La diagnosi viene fatta attraverso esami come la spirometria, la radiografia toracica e la TAC.
Categorie di lavoratori a rischio
La maggiore incidenza di casi di asbestosi polmonare si riscontra nelle seguenti attività produttive:
- Estrazione mineraria: in particolare, l’estrazione della fibra di amianto grezzo dalle cave.
- Produzione di materiali edili: utilizzo dell’amianto per la produzione di isolanti termici ed elettrici, e impiego in edilizia in generale.
- Industria meccanica: produzione di caldaie, scaldabagni e componenti per freni a disco.
- Tessile: tessitura di fibre di amianto per la produzione di tute e guanti protettivi utilizzati in settori come l’antincendio (vigili del fuoco) e l’aviazione (piloti).
- Cantieristica navale: lavorazioni in cantieri navali.

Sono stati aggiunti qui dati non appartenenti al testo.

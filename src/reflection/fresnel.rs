use num::Complex;

use crate::spectrum::SampledSpectrum;
use crate::{safe_sqrt, sqr, Float};

/// Unpolarized Fresnel reflectance of a dielectric interface with relative index of refraction
/// `eta`. A negative `cos_theta_i` means the light arrives from inside the medium.
pub fn fr_dielectric(cos_theta_i: Float, mut eta: Float) -> Float {
    let mut cos_theta_i = cos_theta_i.clamp(-1.0, 1.0);
    if cos_theta_i < 0.0 {
        eta = 1.0 / eta;
        cos_theta_i = -cos_theta_i;
    }

    // compute cos_theta_t using snell's law
    let sin2_theta_i = 1.0 - sqr(cos_theta_i);
    let sin2_theta_t = sin2_theta_i / sqr(eta);
    if sin2_theta_t >= 1.0 {
        return 1.0; // total internal reflection
    }
    let cos_theta_t = safe_sqrt(1.0 - sin2_theta_t);

    let r_parallel = (eta * cos_theta_i - cos_theta_t) / (eta * cos_theta_i + cos_theta_t);
    let r_perp = (cos_theta_i - eta * cos_theta_t) / (cos_theta_i + eta * cos_theta_t);
    (sqr(r_parallel) + sqr(r_perp)) / 2.0
}

/// Fresnel reflectance of a conductor with complex index of refraction `eta`.
pub fn fr_complex(cos_theta_i: Float, eta: Complex<Float>) -> Float {
    let cos_theta_i = cos_theta_i.clamp(0.0, 1.0);
    let sin2_theta_i = 1.0 - sqr(cos_theta_i);
    let sin2_theta_t = Complex::new(sin2_theta_i, 0.0) / (eta * eta);
    let cos_theta_t = (Complex::new(1.0, 0.0) - sin2_theta_t).sqrt();

    let r_parallel = (eta * cos_theta_i - cos_theta_t) / (eta * cos_theta_i + cos_theta_t);
    let cos_i = Complex::new(cos_theta_i, 0.0);
    let r_perp = (cos_i - eta * cos_theta_t) / (cos_i + eta * cos_theta_t);
    (r_parallel.norm_sqr() + r_perp.norm_sqr()) / 2.0
}

/// `fr_complex` at each wavelength, with the real part of the index in `eta` and the
/// absorption coefficient in `k`.
pub fn fr_complex_spectrum(cos_theta_i: Float, eta: SampledSpectrum, k: SampledSpectrum) -> SampledSpectrum {
    SampledSpectrum::new_with(|i| fr_complex(cos_theta_i, Complex::new(eta[i], k[i])))
}

#[cfg(test)]
mod tests {
    use super::*;
    use approx::assert_abs_diff_eq;

    #[test]
    fn test_dielectric_normal_incidence() {
        // ((eta - 1) / (eta + 1))^2
        assert_abs_diff_eq!(fr_dielectric(1.0, 1.5), 0.04, epsilon = 1e-6);
        assert_abs_diff_eq!(fr_dielectric(-1.0, 1.5), 0.04, epsilon = 1e-6);
        assert_abs_diff_eq!(fr_dielectric(0.5, 1.0), 0.0, epsilon = 1e-6);
    }

    #[test]
    fn test_dielectric_total_internal_reflection() {
        assert_eq!(fr_dielectric(-0.1, 1.5), 1.0);
    }

    #[test]
    fn test_complex_matches_dielectric_without_absorption() {
        for &cos in &[0.1, 0.5, 0.9, 1.0] {
            assert_abs_diff_eq!(fr_complex(cos, Complex::new(1.5, 0.0)), fr_dielectric(cos, 1.5), epsilon = 1e-5);
        }
        // strongly absorbing metals are highly reflective
        assert!(fr_complex(1.0, Complex::new(0.2, 3.9)) > 0.9);
    }

    #[test]
    fn test_complex_normal_incidence() {
        // |(eta - 1) / (eta + 1)|^2
        for &eta in &[Complex::new(0.2, 3.9), Complex::new(1.1, 6.5), Complex::new(2.9, 3.1)] {
            let one = Complex::new(1.0, 0.0);
            let expected = ((eta - one) / (eta + one)).norm_sqr();
            assert_abs_diff_eq!(fr_complex(1.0, eta), expected, epsilon = 1e-5);
        }
        assert_abs_diff_eq!(fr_complex(1.0, Complex::new(0.2, 3.9)), 0.951_951_9, epsilon = 1e-5);
    }
}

- Trasporti: settore ferroviario, con l’utilizzo dell’amianto come isolante nelle carrozze dei treni.
- Industria chimica: utilizzo dell’amianto in diversi processi industriali.
- Forze armate e Comparto sicurezza: esposizione all’amianto in diverse specialità, con particolare riferimento a coloro che hanno svolto servizio nella Marina Militare (motoristi navali e sommergibilisti) e nell’Aeronautica Militare.
Tutela legale
Il presupposto fondamentale per l’ottenimento del riconoscimento è la dimostrazione inequivocabile della presenza di amianto negli ambienti lavorativi in cui il lavoratore è stato esposto.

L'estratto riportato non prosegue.